The Aussom installer writes the file on first install with the default registry URL and an empty publish key. The installer leaves an existing file alone, so your edits survive upgrades.

Example apac.yaml:

registry: "https://apac.aussom-lang.com"
publish:
  key: "<your-key-here>"

Obtaining a Publish Key

At the moment there is no self-serve signup. To request a publish key, email cupofcode@yahoo.com. Self-serve signup will land in a later release.

Once you have a key, paste it into publish.key in apac.yaml. The key is sensitive; apac never logs or echoes it back, including in verbose mode.

Publish a Package

apac -pub ./hello_world-1.0.0.zip

apac uploads the zip to the registry's publish endpoint as a multipart form authenticated with the bearer key. The registry runs the same validation the design documents (manifest fields, LICENSE.txt presence, zip safety, type matches contents, dependencies resolvable). Failures print the registry's error code and message and exit non-zero. On success, apac prints Published <name>@<version>.

apac refuses to publish when:

  • publish.key is empty or missing (publish_key_missing).
  • The configured registry URL is not https://.

Versions are immutable once published. The publish call is idempotent on failure (no half-state on the server) but not on success.

Command Reference

Short Long Argument Description
-i --install <name[@ver]> or zip path Install a package. Default source is the registry; with -f, a local zip.
-u --uninstall <name> Remove an installed package and its lockfile entry.
-l --list <name[@ver]> List a package's published versions, or print a single version's manifest.
-lf --lockfile List packages recorded in the current target's lockfile.
-p --package <path> Zip a package source into <name>-<version>.zip in cwd.
-s --search <query> Search the registry. Prints a flat table to stdout.
-pub --publish <zip-path> Upload a package zip to the registry.
-ag --arcgen <group> <name> or <name> Generate an apac package skeleton.
-f --file Modifier on -i. Treat the install argument as a local zip path.
-fc --force Modifier on -i. Bypass the resolver's compatibility check.
-g --global Modifier on -i, -u, or -lf. Target system-globals.
-sm --simple Modifier on -ag.

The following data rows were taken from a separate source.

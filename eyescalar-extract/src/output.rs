//! Result tables and JSON export
//!
//! **Purpose:** Write the finished session records as tab-separated tables
//! readable by spreadsheet tools, plus a JSON dump of the complete records.
//!
//! **Design:**
//! - Every table is a list of [`Column`]s (header + value extractor), so a
//!   header row and its data rows cannot drift apart
//! - Absent values are written as `.`
//! - Rows follow [`SessionResults::ordered`]

use crate::error::{Error, Result};
use crate::processor::SessionResults;
use crate::record::{
    EpochCounts, EpochExtendedCounts, EpochRegionCounts, EstimatedSummary, ExtendedRates, Rate, RegionTallies, SessionRecord,
    SideRates, Tally,
};
use eyescalar_common::config::ExtractionConfig;
use eyescalar_common::metadata::{Group, SessionType};
use std::fs::File;
use std::io::Write;
use std::path::{Path, PathBuf};
use tracing::info;

pub const SCALARS_FILE: &str = "scalars.tsv";
pub const SCALARS_SMALL_FILE: &str = "scalars_small.tsv";
pub const INTERVALS_FILE: &str = "inter_trigger_intervals.tsv";

/// Placeholder for values that could not be computed
pub const ABSENT: &str = ".";

type Extract = Box<dyn Fn(&SessionRecord) -> String>;

/// One table column
pub struct Column {
    pub header: String,
    value: Extract,
}

impl Column {
    fn new(header: impl Into<String>, value: impl Fn(&SessionRecord) -> String + 'static) -> Self {
        Self {
            header: header.into(),
            value: Box::new(value),
        }
    }

    pub fn value(&self, record: &SessionRecord) -> String {
        (self.value)(record)
    }
}

fn count(value: Option<usize>) -> String {
    value.map_or_else(|| ABSENT.to_string(), |v| v.to_string())
}

fn float(value: Option<f64>) -> String {
    value.map_or_else(|| ABSENT.to_string(), |v| format!("{:?}", v))
}

type TallySelect = fn(&RegionTallies) -> Tally;
type RateSelect<T> = fn(&T) -> Rate;
type EpochSelect<T> = fn(&T) -> usize;

const TALLY_SLOTS: [(&str, TallySelect); 7] = [
    ("", |t| t.all),
    ("image ", |t| t.image),
    ("right ", |t| t.right),
    ("left ", |t| t.left),
    ("white ", |t| t.background),
    ("functioning side ", |t| t.functioning),
    ("nonfunctioning side ", |t| t.nonfunctioning),
];

const ESTIMATED_SLOTS: [(&str, RateSelect<EstimatedSummary>); 5] = [
    ("right ", |e| e.right),
    ("left ", |e| e.left),
    ("white ", |e| e.background),
    ("functioning side ", |e| e.functioning),
    ("nonfunctioning side ", |e| e.nonfunctioning),
];

const IMMEDIATE_SLOTS: [(&str, RateSelect<SideRates>); 4] = [
    ("right ", |s| s.right),
    ("left ", |s| s.left),
    ("functioning side ", |s| s.functioning),
    ("nonfunctioning side ", |s| s.nonfunctioning),
];

const EXTENDED_SLOTS: [(&str, RateSelect<ExtendedRates>); 6] = [
    ("right ", |e| e.right),
    ("left ", |e| e.left),
    ("left-right ", |e| e.both),
    ("total ", |e| e.total),
    ("functioning side ", |e| e.functioning),
    ("nonfunctioning side ", |e| e.nonfunctioning),
];

const EPOCH_REGION_SLOTS: [(&str, EpochSelect<EpochRegionCounts>); 7] = [
    ("", |c| c.all),
    ("image ", |c| c.image),
    ("left ", |c| c.left),
    ("right ", |c| c.right),
    ("white ", |c| c.background),
    ("functioning side ", |c| c.functioning),
    ("nonfunctioning side ", |c| c.nonfunctioning),
];

const EPOCH_EXTENDED_SLOTS: [(&str, EpochSelect<EpochExtendedCounts>); 4] = [
    ("left ", |c| c.left),
    ("right ", |c| c.right),
    ("functioning side ", |c| c.functioning),
    ("nonfunctioning side ", |c| c.nonfunctioning),
];

fn identity_columns() -> Vec<Column> {
    vec![
        Column::new("subject name", |r| r.params.subject_name.clone()),
        Column::new("session number", |r| r.params.session_number.clone()),
        Column::new("age (months)", |r| r.params.age.clone()),
        Column::new("subject group", |r| r.params.group.to_string()),
        Column::new("session type", |r| r.params.session_type.to_string()),
        Column::new("gender", |r| r.params.gender.to_string()),
        Column::new("latency", |r| r.params.latency.to_string()),
        Column::new("functioning side", |r| r.params.functioning_side.to_string()),
        Column::new("lab setup", |r| r.params.lab_setup.to_string()),
    ]
}

fn failure_rate(record: &SessionRecord) -> Option<f64> {
    record.estimated.as_ref().and_then(|e| e.failure_rate)
}

fn tally_columns(columns: &mut Vec<Column>, noun: &'static str, group: fn(&SessionRecord) -> &RegionTallies) {
    for (label, select) in TALLY_SLOTS {
        columns.push(Column::new(format!("{}{} count", label, noun), move |r| {
            select(group(r)).count.to_string()
        }));
        columns.push(Column::new(format!("mean {}{} rate", label, noun), move |r| {
            float(select(group(r)).rate)
        }));
        columns.push(Column::new(format!("mean {}{} duration", label, noun), move |r| {
            float(Some(select(group(r)).mean_duration))
        }));
    }
}

/// Count and rate columns of an optional rate source
fn rate_columns<T: 'static>(
    columns: &mut Vec<Column>,
    headers: (String, String),
    source: fn(&SessionRecord) -> Option<&T>,
    select: RateSelect<T>,
) {
    columns.push(Column::new(headers.0, move |r| count(source(r).map(|s| select(s).count))));
    columns.push(Column::new(headers.1, move |r| float(source(r).and_then(|s| select(s).rate))));
}

fn epoch_columns(columns: &mut Vec<Column>, index: usize) {
    columns.push(Column::new(format!("{} minute", ordinal(index + 1)), |_| String::new()));

    for (label, select) in EPOCH_REGION_SLOTS {
        columns.push(Column::new(format!("{}fixation count", label), move |r| {
            count(epoch(r, index).map(|e| select(&e.fixations)))
        }));
    }
    for (label, select) in EPOCH_EXTENDED_SLOTS {
        columns.push(Column::new(format!("{}extended gaze pattern count", label), move |r| {
            count(epoch(r, index).map(|e| select(&e.extended)))
        }));
    }
    for (label, select) in EPOCH_REGION_SLOTS {
        columns.push(Column::new(format!("{}gaze event count", label), move |r| {
            count(epoch(r, index).map(|e| select(&e.gaze_events)))
        }));
    }
}

fn epoch(record: &SessionRecord, index: usize) -> Option<EpochCounts> {
    record.epochs.get(index).copied().flatten()
}

/// English ordinal of a positive number
pub fn ordinal(n: usize) -> String {
    let suffix = match (n % 10, n % 100) {
        (_, 11..=13) => "th",
        (1, _) => "st",
        (2, _) => "nd",
        (3, _) => "rd",
        _ => "th",
    };
    format!("{}{}", n, suffix)
}

/// Columns of the full scalar table
pub fn scalar_columns(epoch_count: usize) -> Vec<Column> {
    let mut columns = identity_columns();

    columns.push(Column::new("saccade cutoff duration (ms)", |r| r.dt_cutoff_ms.to_string()));
    columns.push(Column::new("first fixation side", |r| {
        r.first_side.map_or_else(|| ABSENT.to_string(), |s| s.code().to_string())
    }));
    columns.push(Column::new("failure rate", |r| float(failure_rate(r))));
    columns.push(Column::new("total time (ms)", |r| r.total_time.to_string()));
    columns.push(Column::new("trigger count", |r| count(r.triggers.as_ref().map(|t| t.triggers.count))));
    columns.push(Column::new("mean trigger rate", |r| {
        float(r.triggers.as_ref().and_then(|t| t.triggers.rate))
    }));

    tally_columns(&mut columns, "fixation", |r| &r.fixations);

    for (label, select) in ESTIMATED_SLOTS {
        rate_columns(
            &mut columns,
            (
                format!("estimated {}fixation count", label),
                format!("estimated mean {}fixation rate", label),
            ),
            |r| r.estimated.as_ref(),
            select,
        );
    }

    for (label, select) in IMMEDIATE_SLOTS {
        rate_columns(
            &mut columns,
            (
                format!("{}immediate gaze pattern count", label),
                format!("mean {}immediate gaze pattern rate", label),
            ),
            |r| Some(&r.immediate_patterns),
            select,
        );
    }

    for (label, select) in EXTENDED_SLOTS {
        rate_columns(
            &mut columns,
            (
                format!("{}extended gaze pattern count", label),
                format!("mean {}extended gaze pattern rate", label),
            ),
            |r| Some(&r.extended_patterns),
            select,
        );
    }

    for (label, select) in EXTENDED_SLOTS {
        rate_columns(
            &mut columns,
            (
                format!("estimated {}extended gaze pattern count", label),
                format!("estimated mean {}extended gaze pattern rate", label),
            ),
            |r| r.estimated.as_ref().map(|e| &e.extended),
            select,
        );
    }

    tally_columns(&mut columns, "gaze event", |r| &r.gaze_events);

    columns.push(Column::new("left full gaze pattern count", |r| r.full_patterns.left.to_string()));
    columns.push(Column::new("right full gaze pattern count", |r| r.full_patterns.right.to_string()));
    columns.push(Column::new("functioning side full gaze pattern count", |r| {
        r.full_patterns.functioning.to_string()
    }));
    columns.push(Column::new("nonfunctioning side full gaze pattern count", |r| {
        r.full_patterns.nonfunctioning.to_string()
    }));

    columns.push(Column::new("number of saccades", |r| count(r.saccades.as_ref().map(|s| s.saccades.count))));
    columns.push(Column::new("mean saccade rate", |r| {
        float(r.saccades.as_ref().and_then(|s| s.saccades.rate))
    }));
    columns.push(Column::new("number of blinks", |r| count(r.saccades.as_ref().map(|s| s.blinks))));
    columns.push(Column::new("blink ratio", |r| float(r.saccades.as_ref().map(|s| s.blink_ratio))));

    columns.push(Column::new("number of full minutes", |r| r.sealed_epochs.to_string()));
    for index in 0..epoch_count {
        epoch_columns(&mut columns, index);
    }

    columns
}

/// Columns of the reduced scalar table
pub fn small_columns() -> Vec<Column> {
    let mut columns = identity_columns();
    columns.push(Column::new("failure rate", |r| float(failure_rate(r))));
    columns.push(Column::new("total time (ms)", |r| r.total_time.to_string()));
    columns.push(Column::new("mean functioning side extended gaze pattern rate", |r| {
        float(r.extended_patterns.functioning.rate)
    }));
    columns.push(Column::new("mean nonfunctioning side extended gaze pattern rate", |r| {
        float(r.extended_patterns.nonfunctioning.rate)
    }));
    columns
}

/// Tab-separated table writer; rows may differ in length
pub fn table_writer<W: Write>(writer: W) -> csv::Writer<W> {
    csv::WriterBuilder::new()
        .delimiter(b'\t')
        .flexible(true)
        .from_writer(writer)
}

/// Write a header row and one row per record
pub fn write_table<W: Write>(table: &mut csv::Writer<W>, columns: &[Column], records: &[&SessionRecord]) -> csv::Result<()> {
    table.write_record(columns.iter().map(|c| c.header.as_str()))?;
    for record in records {
        table.write_record(columns.iter().map(|c| c.value(record)))?;
    }
    Ok(())
}

/// Sessions whose group/session pairing is an active one
pub fn has_intervals(record: &SessionRecord) -> bool {
    record.params.group != Group::YY && record.params.session_type == SessionType::Active
}

/// Write the inter-trigger intervals of active sessions
pub fn write_intervals<W: Write>(table: &mut csv::Writer<W>, records: &[&SessionRecord]) -> csv::Result<()> {
    table.write_record(["subject name", "session number", "inter trigger intervals"])?;
    for record in records.iter().filter(|r| has_intervals(r)) {
        let mut row = vec![
            record.params.subject_name.clone(),
            record.params.session_number.clone(),
        ];
        if let Some(triggers) = &record.triggers {
            row.extend(triggers.intervals.iter().map(|interval| interval.to_string()));
        }
        table.write_record(&row)?;
    }
    Ok(())
}

fn write_file(path: &Path, write: impl FnOnce(&mut csv::Writer<File>) -> csv::Result<()>) -> Result<()> {
    let file = File::create(path).map_err(|source| Error::file(path, source))?;
    let mut table = table_writer(file);
    write(&mut table)
        .and_then(|_| table.flush().map_err(csv::Error::from))
        .map_err(|source| Error::Table {
            file: path.to_path_buf(),
            source,
        })
}

/// Export the complete result map to a JSON file
pub fn export_json<P: AsRef<Path>>(results: &SessionResults, path: P) -> Result<()> {
    let path = path.as_ref();
    let json = serde_json::to_string_pretty(results)?;
    let mut file = File::create(path).map_err(|source| Error::file(path, source))?;
    file.write_all(json.as_bytes())
        .map_err(|source| Error::file(path, source))?;
    Ok(())
}

/// File name of the JSON export for a cutoff threshold
pub fn json_file_name(dt_cutoff_ms: i64) -> String {
    format!("extracted_data_{}.json", dt_cutoff_ms)
}

/// Write all result files into `dir`, creating it if needed
///
/// # Returns
/// Paths of the written files
pub fn write_all(results: &SessionResults, dir: &Path, config: &ExtractionConfig) -> Result<Vec<PathBuf>> {
    std::fs::create_dir_all(dir).map_err(|source| Error::file(dir, source))?;
    let records = results.ordered();

    let scalars = dir.join(SCALARS_FILE);
    let columns = scalar_columns(config.epoch_count);
    write_file(&scalars, |w| write_table(w, &columns, &records))?;

    let small = dir.join(SCALARS_SMALL_FILE);
    let columns = small_columns();
    write_file(&small, |w| write_table(w, &columns, &records))?;

    let intervals = dir.join(INTERVALS_FILE);
    write_file(&intervals, |w| write_intervals(w, &records))?;

    let json = dir.join(json_file_name(config.dt_cutoff_ms));
    export_json(results, &json)?;

    let written = vec![scalars, small, intervals, json];
    for path in &written {
        info!("Wrote {}", path.display());
    }
    Ok(written)
}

Produce the Aussom-only flat layout.
-vb --verbose Verbose output.
-ntui --no-tui Force plain-text output even on a TTY.
-ftui --force-tui Force ANSI output even when stdout is not a TTY.
-h --help Print usage and exit.
-v --version Print apac version and exit.

The action flags (-i, -u, -l, -lf, -p, -s, -pub, -ag) are mutually exclusive. Modifiers apply only to their parent actions: -f and -fc only with -i; -g only with -i, -u, or -lf; -sm only with -ag. -h and -v short-circuit any action.